What to do:
When the string "ones" appears in a line of the records, show the whole line.

Start of Block

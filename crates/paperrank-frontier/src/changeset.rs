//! Staged store mutations applied as one atomic commit

use crate::collection::Collection;
use crate::error::StoreError;
use crate::store::{require_map, require_set};

/// One staged write against a collection.
#[derive(Debug, Clone, PartialEq, Eq)]
pub enum Mutation {
    /// Insert members into a set
    Add {
        collection: Collection,
        members: Vec<String>,
    },
    /// Insert or overwrite key -> value entries in a map
    Put {
        collection: Collection,
        entries: Vec<(String, String)>,
    },
    /// Delete members (set) or keys (map); absent ones are ignored
    Remove {
        collection: Collection,
        keys: Vec<String>,
    },
    /// `collection := collection - other`, both sets
    Subtract {
        collection: Collection,
        other: Collection,
    },
    /// Move every member of `from` into `to`, leaving `from` empty
    MoveAll { from: Collection, to: Collection },
}

impl Mutation {
    /// Check the mutation against the kinds of the collections it touches.
    pub fn validate(&self) -> Result<(), StoreError> {
        match self {
            Self::Add { collection, .. } => require_set("add members", *collection),
            Self::Put { collection, .. } => require_map("put entries", *collection),
            Self::Remove { .. } => Ok(()),
            Self::Subtract { collection, other } => {
                require_set("subtract", *collection)?;
                require_set("subtract", *other)
            }
            Self::MoveAll { from, to } => {
                require_set("move", *from)?;
                require_set("move", *to)
            }
        }
    }
}

/// Ordered list of mutations committed all-or-nothing.
///
/// Builder methods skip empty member lists, so an empty changeset means
/// there is nothing to write.
#[derive(Debug, Clone, Default, PartialEq, Eq)]
pub struct Changeset {
    mutations: Vec<Mutation>,
}

impl Changeset {
    pub fn new() -> Self {
        Self::default()
    }

    pub fn add<I, S>(&mut self, collection: Collection, members: I) -> &mut Self
    where
        I: IntoIterator<Item = S>,
        S: Into<String>,
    {
        let members: Vec<String> = members.into_iter().map(Into::into).collect();
        if !members.is_empty() {
            self.mutations.push(Mutation::Add {
                collection,
                members,
            });
        }
        self
    }

    pub fn put<I, K, V>(&mut self, collection: Collection, entries: I) -> &mut Self
    where
        I: IntoIterator<Item = (K, V)>,
        K: Into<String>,
        V: Into<String>,
    {
        let entries: Vec<(String, String)> = entries
            .into_iter()
            .map(|(k, v)| (k.into(), v.into()))
            .collect();
        if !entries.is_empty() {
            self.mutations.push(Mutation::Put {
                collection,
                entries,
            });
        }
        self
    }

    pub fn remove<I, S>(&mut self, collection: Collection, keys: I) -> &mut Self
    where
        I: IntoIterator<Item = S>,
        S: Into<String>,
    {
        let keys: Vec<String> = keys.into_iter().map(Into::into).collect();
        if !keys.is_empty() {
            self.mutations.push(Mutation::Remove { collection, keys });
        }
        self
    }

    pub fn subtract(&mut self, collection: Collection, other: Collection) -> &mut Self {
        self.mutations.push(Mutation::Subtract { collection, other });
        self
    }

    pub fn move_all(&mut self, from: Collection, to: Collection) -> &mut Self {
        self.mutations.push(Mutation::MoveAll { from, to });
        self
    }

    /// Append every mutation of `other` after the current ones.
    pub fn extend(&mut self, other: Changeset) -> &mut Self {
        self.mutations.extend(other.mutations);
        self
    }

    pub fn mutations(&self) -> &[Mutation] {
        &self.mutations
    }

    pub fn len(&self) -> usize {
        self.mutations.len()
    }

    pub fn is_empty(&self) -> bool {
        self.mutations.is_empty()
    }

    /// Validate every mutation; backends call this before writing anything.
    pub fn validate(&self) -> Result<(), StoreError> {
        self.mutations.iter().try_for_each(Mutation::validate)
    }
}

End of Block

Response:
    /// Delete members (set) or keys (map); absent ones are ignored
    /// Append every mutation of `other` after the current ones.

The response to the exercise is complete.